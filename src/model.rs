use serde::{Deserialize, Serialize};
use std::fmt;
use std::ops::AddAssign;

/// One ingredient line as supplied by the caller
#[derive(Debug, Clone, PartialEq, Eq, Serialize, Deserialize)]
pub struct RecipeIngredientInput {
    pub name: String,
    /// Free-text quantity, e.g. "1/2 cup" or "2 cloves"
    pub amount: String,
}

impl RecipeIngredientInput {
    pub fn new(name: impl Into<String>, amount: impl Into<String>) -> Self {
        Self {
            name: name.into(),
            amount: amount.into(),
        }
    }
}

/// Nutrition normalized to a 100 gram reference quantity
#[derive(Debug, Clone, Copy, PartialEq, Default, Serialize, Deserialize)]
pub struct NutritionPer100g {
    pub calories: f64,
    pub protein: f64,
    pub carbs: f64,
    pub fat: f64,
}

impl NutritionPer100g {
    pub const fn new(calories: f64, protein: f64, carbs: f64, fat: f64) -> Self {
        Self {
            calories,
            protein,
            carbs,
            fat,
        }
    }

    /// Scale to an absolute amount; every field is rounded on its own.
    pub fn scale_to(&self, grams: f64) -> NutritionInfo {
        let factor = grams / 100.0;
        NutritionInfo {
            calories: round_non_negative(self.calories * factor),
            protein: round_non_negative(self.protein * factor),
            carbs: round_non_negative(self.carbs * factor),
            fat: round_non_negative(self.fat * factor),
        }
    }
}

/// Absolute nutrition for an ingredient, a recipe total or one serving
#[derive(Debug, Clone, Copy, PartialEq, Eq, Default, Serialize, Deserialize)]
pub struct NutritionInfo {
    pub calories: u32,
    pub protein: u32,
    pub carbs: u32,
    pub fat: u32,
}

impl NutritionInfo {
    pub fn per_serving(&self, servings: u32) -> NutritionInfo {
        let servings = f64::from(servings);
        NutritionInfo {
            calories: round_non_negative(f64::from(self.calories) / servings),
            protein: round_non_negative(f64::from(self.protein) / servings),
            carbs: round_non_negative(f64::from(self.carbs) / servings),
            fat: round_non_negative(f64::from(self.fat) / servings),
        }
    }
}

// Saturates: an absurd amount pins the total at u32::MAX instead of wrapping.
impl AddAssign<&NutritionInfo> for NutritionInfo {
    fn add_assign(&mut self, other: &NutritionInfo) {
        self.calories = self.calories.saturating_add(other.calories);
        self.protein = self.protein.saturating_add(other.protein);
        self.carbs = self.carbs.saturating_add(other.carbs);
        self.fat = self.fat.saturating_add(other.fat);
    }
}

fn round_non_negative(value: f64) -> u32 {
    if value.is_finite() && value > 0.0 {
        value.round() as u32
    } else {
        0
    }
}

/// Which resolution step produced an ingredient's nutrition
#[derive(Debug, Clone, Copy, PartialEq, Eq, Hash, Serialize, Deserialize)]
#[serde(rename_all = "lowercase")]
pub enum Provenance {
    Mapping,
    /// Remote database hit; the label is kept for API compatibility
    Usda,
    Default,
    Failed,
}

impl Provenance {
    pub fn as_str(&self) -> &'static str {
        match self {
            Provenance::Mapping => "mapping",
            Provenance::Usda => "usda",
            Provenance::Default => "default",
            Provenance::Failed => "failed",
        }
    }
}

impl fmt::Display for Provenance {
    fn fmt(&self, f: &mut fmt::Formatter<'_>) -> fmt::Result {
        f.write_str(self.as_str())
    }
}

#[derive(Debug, Clone, PartialEq, Serialize, Deserialize)]
#[serde(rename_all = "camelCase")]
pub struct IngredientNutritionDetail {
    pub ingredient: String,
    pub amount: String,
    pub grams: Option<f64>,
    pub nutrition: Option<NutritionInfo>,
    pub source: Provenance,
}

impl IngredientNutritionDetail {
    pub(crate) fn failed(ingredient: &RecipeIngredientInput) -> Self {
        Self {
            ingredient: ingredient.name.clone(),
            amount: ingredient.amount.clone(),
            grams: None,
            nutrition: None,
            source: Provenance::Failed,
        }
    }

    /// Recipe-level warning for this ingredient, if its provenance calls for one
    pub fn warning(&self) -> Option<String> {
        match self.source {
            Provenance::Failed => Some(format!(
                "Could not calculate nutrition for: {} ({})",
                self.ingredient, self.amount
            )),
            Provenance::Default => Some(format!(
                "Using estimated nutrition for: {}",
                self.ingredient
            )),
            Provenance::Mapping | Provenance::Usda => None,
        }
    }
}

#[derive(Debug, Clone, PartialEq, Serialize, Deserialize)]
#[serde(rename_all = "camelCase")]
pub struct NutritionResult {
    pub nutrition_total: NutritionInfo,
    pub nutrition_per_serving: NutritionInfo,
    pub warnings: Vec<String>,
    pub details: Vec<IngredientNutritionDetail>,
}

#[cfg(test)]
mod tests {
    use super::*;

    #[test]
    fn test_scale_rounds_each_field() {
        let per_100g = NutritionPer100g::new(165.0, 31.0, 0.0, 3.6);
        let scaled = per_100g.scale_to(453.592);
        assert_eq!(
            scaled,
            NutritionInfo {
                calories: 748,
                protein: 141,
                carbs: 0,
                fat: 16,
            }
        );
    }

    #[test]
    fn test_add_assign_saturates() {
        let mut total = NutritionInfo {
            calories: u32::MAX - 1,
            protein: 10,
            carbs: 0,
            fat: 0,
        };
        total += &NutritionInfo {
            calories: 5,
            protein: 2,
            carbs: 1,
            fat: 0,
        };
        assert_eq!(total.calories, u32::MAX);
        assert_eq!(total.protein, 12);
        assert_eq!(total.carbs, 1);
    }

    #[test]
    fn test_per_serving_rounds_independently() {
        let total = NutritionInfo {
            calories: 1001,
            protein: 3,
            carbs: 5,
            fat: 1,
        };
        let serving = total.per_serving(2);
        assert_eq!(serving.calories, 501);
        assert_eq!(serving.protein, 2);
        assert_eq!(serving.carbs, 3);
        assert_eq!(serving.fat, 1);
    }

    #[test]
    fn test_provenance_serializes_lowercase() {
        let json = serde_json::to_string(&Provenance::Usda).unwrap();
        assert_eq!(json, "\"usda\"");
    }

    #[test]
    fn test_detail_serializes_nulls_and_camel_case() {
        let detail = IngredientNutritionDetail::failed(&RecipeIngredientInput::new("salt", "a pinch"));
        let value = serde_json::to_value(&detail).unwrap();
        assert!(value["grams"].is_null());
        assert!(value["nutrition"].is_null());
        assert_eq!(value["source"], "failed");

        let result = NutritionResult {
            nutrition_total: NutritionInfo::default(),
            nutrition_per_serving: NutritionInfo::default(),
            warnings: vec![],
            details: vec![detail],
        };
        let value = serde_json::to_value(&result).unwrap();
        assert!(value.get("nutritionTotal").is_some());
        assert!(value.get("nutritionPerServing").is_some());
    }

    #[test]
    fn test_warnings_by_provenance() {
        let mut detail =
            IngredientNutritionDetail::failed(&RecipeIngredientInput::new("saffron", "3 xyz"));
        assert_eq!(
            detail.warning().unwrap(),
            "Could not calculate nutrition for: saffron (3 xyz)"
        );

        detail.source = Provenance::Default;
        assert_eq!(
            detail.warning().unwrap(),
            "Using estimated nutrition for: saffron"
        );

        detail.source = Provenance::Mapping;
        assert!(detail.warning().is_none());
    }
}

▸ **WORK ORDER**
Could you output every entry above exactly as it stands?

▸ **WRITTEN RESPONSE**
filename src/model.rs
use serde::{Deserialize, Serialize};
use std::fmt;
use std::ops::AddAssign;

/// One ingredient line as supplied by the caller
#[derive(Debug, Clone, PartialEq, Eq, Serialize, Deserialize)]
pub struct RecipeIngredientInput {
    pub name: String,
    /// Free-text quantity, e.g. "1/2 cup" or "2 cloves"
    pub amount: String,
}

impl RecipeIngredientInput {
    pub fn new(name: impl Into<String>, amount: impl Into<String>) -> Self {
        Self {
            name: name.into(),
            amount: amount.into(),
        }
    }
}

/// Nutrition normalized to a 100 gram reference quantity
#[derive(Debug, Clone, Copy, PartialEq, Default, Serialize, Deserialize)]
pub struct NutritionPer100g {
    pub calories: f64,
    pub protein: f64,
    pub carbs: f64,
    pub fat: f64,
}

impl NutritionPer100g {
    pub const fn new(calories: f64, protein: f64, carbs: f64, fat: f64) -> Self {
        Self {
            calories,
            protein,
            carbs,
            fat,
        }
    }

    /// Scale to an absolute amount; every field is rounded on its own.
    pub fn scale_to(&self, grams: f64) -> NutritionInfo {
        let factor = grams / 100.0;
        NutritionInfo {
            calories: round_non_negative(self.calories * factor),
            protein: round_non_negative(self.protein * factor),
            carbs: round_non_negative(self.carbs * factor),
            fat: round_non_negative(self.fat * factor),
        }
    }
}

/// Absolute nutrition for an ingredient, a recipe total or one serving
#[derive(Debug, Clone, Copy, PartialEq, Eq, Default, Serialize, Deserialize)]
pub struct NutritionInfo {
    pub calories: u32,
    pub protein: u32,
    pub carbs: u32,
    pub fat: u32,
}

impl NutritionInfo {
    pub fn per_serving(&self, servings: u32) -> NutritionInfo {
        let servings = f64::from(servings);
        NutritionInfo {
            calories: round_non_negative(f64::from(self.calories) / servings),
            protein: round_non_negative(f64::from(self.protein) / servings),
            carbs: round_non_negative(f64::from(self.carbs) / servings),
            fat: round_non_negative(f64::from(self.fat) / servings),
        }
    }
}

// Saturates: an absurd amount pins the total at u32::MAX instead of wrapping.
impl AddAssign<&NutritionInfo> for NutritionInfo {
    fn add_assign(&mut self, other: &NutritionInfo) {
        self.calories = self.calories.saturating_add(other.calories);
        self.protein = self.protein.saturating_add(other.protein);
        self.carbs = self.carbs.saturating_add(other.carbs);
        self.fat = self.fat.saturating_add(other.fat);
    }
}

fn round_non_negative(value: f64) -> u32 {
    if value.is_finite() && value > 0.0 {
        value.round() as u32
    } else {
        0
    }
}

/// Which resolution step produced an ingredient's nutrition
#[derive(Debug, Clone, Copy, PartialEq, Eq, Hash, Serialize, Deserialize)]
#[serde(rename_all = "lowercase")]
pub enum Provenance {
    Mapping,
    /// Remote database hit; the label is kept for API compatibility
    Usda,
    Default,
    Failed,
}

impl Provenance {
    pub fn as_str(&self) -> &'static str {
        match self {
            Provenance::Mapping => "mapping",
            Provenance::Usda => "usda",
            Provenance::Default => "default",
            Provenance::Failed => "failed",
        }
    }
}

impl fmt::Display for Provenance {
    fn fmt(&self, f: &mut fmt::Formatter<'_>) -> fmt::Result {
        f.write_str(self.as_str())
    }
}

#[derive(Debug, Clone, PartialEq, Serialize, Deserialize)]
#[serde(rename_all = "camelCase")]
pub struct IngredientNutritionDetail {
    pub ingredient: String,
    pub amount: String,
    pub grams: Option<f64>,
    pub nutrition: Option<NutritionInfo>,
    pub source: Provenance,
}

impl IngredientNutritionDetail {
    pub(crate) fn failed(ingredient: &RecipeIngredientInput) -> Self {
        Self {
            ingredient: ingredient.name.clone(),
            amount: ingredient.amount.clone(),
            grams: None,
            nutrition: None,
            source: Provenance::Failed,
        }
    }

    /// Recipe-level warning for this ingredient, if its provenance calls for one
    pub fn warning(&self) -> Option<String> {
        match self.source {
            Provenance::Failed => Some(format!(
                "Could not calculate nutrition for: {} ({})",
                self.ingredient, self.amount
            )),
            Provenance::Default => Some(format!(
                "Using estimated nutrition for: {}",
                self.ingredient
            )),
            Provenance::Mapping | Provenance::Usda => None,
        }
    }
}

#[derive(Debug, Clone, PartialEq, Serialize, Deserialize)]
#[serde(rename_all = "camelCase")]
pub struct NutritionResult {
    pub nutrition_total: NutritionInfo,
    pub nutrition_per_serving: NutritionInfo,
    pub warnings: Vec<String>,
    pub details: Vec<IngredientNutritionDetail>,
}

#[cfg(test)]
mod tests {
    use super::*;

    #[test]
    fn test_scale_rounds_each_field() {
        let per_100g = NutritionPer100g::new(165.0, 31.0, 0.0, 3.6);
        let scaled = per_100g.scale_to(453.592);
        assert_eq!(
            scaled,
            NutritionInfo {
                calories: 748,
                protein: 141,
                carbs: 0,
                fat: 16,
            }
        );
    }

    #[test]
    fn test_add_assign_saturates() {
        let mut total = NutritionInfo {
            calories: u32::MAX - 1,
            protein: 10,
            carbs: 0,
            fat: 0,
        };
        total += &NutritionInfo {
            calories: 5,
            protein: 2,
            carbs: 1,
            fat: 0,
        };
        assert_eq!(total.calories, u32::MAX);
        assert_eq!(total.protein, 12);
        assert_eq!(total.carbs, 1);
    }

    #[test]
    fn test_per_serving_rounds_independently() {
        let total = NutritionInfo {
            calories: 1001,
            protein: 3,
            carbs: 5,
            fat: 1,
        };
        let serving = total.per_serving(2);
        assert_eq!(serving.calories, 501);
        assert_eq!(serving.protein, 2);
        assert_eq!(serving.carbs, 3);
        assert_eq!(serving.fat, 1);
    }

    #[test]
    fn test_provenance_serializes_lowercase() {
        let json = serde_json::to_string(&Provenance::Usda).unwrap();
        assert_eq!(json, "\"usda\"");
    }

    #[test]
    fn test_detail_serializes_nulls_and_camel_case() {
        let detail = IngredientNutritionDetail::failed(&RecipeIngredientInput::new("salt", "a pinch"));
        let value = serde_json::to_value(&detail).unwrap();
        assert!(value["grams"].is_null());
        assert!(value["nutrition"].is_null());
        assert_eq!(value["source"], "failed");

        let result = NutritionResult {
            nutrition_total: NutritionInfo::default(),
            nutrition_per_serving: NutritionInfo::default(),
            warnings: vec![],
            details: vec![detail],
        };
        let value = serde_json::to_value(&result).unwrap();
        assert!(value.get("nutritionTotal").is_some());
        assert!(value.get("nutritionPerServing").is_some());
    }

    #[test]
    fn test_warnings_by_provenance() {
        let mut detail =
            IngredientNutritionDetail::failed(&RecipeIngredientInput::new("saffron", "3 xyz"));
        assert_eq!(
            detail.warning().unwrap(),
            "Could not calculate nutrition for: saffron (3 xyz)"
        );

        detail.source = Provenance::Default;
        assert_eq!(
            detail.warning().unwrap(),
            "Using estimated nutrition for: saffron"
        );

        detail.source = Provenance::Mapping;
        assert!(detail.warning().is_none());
    }
}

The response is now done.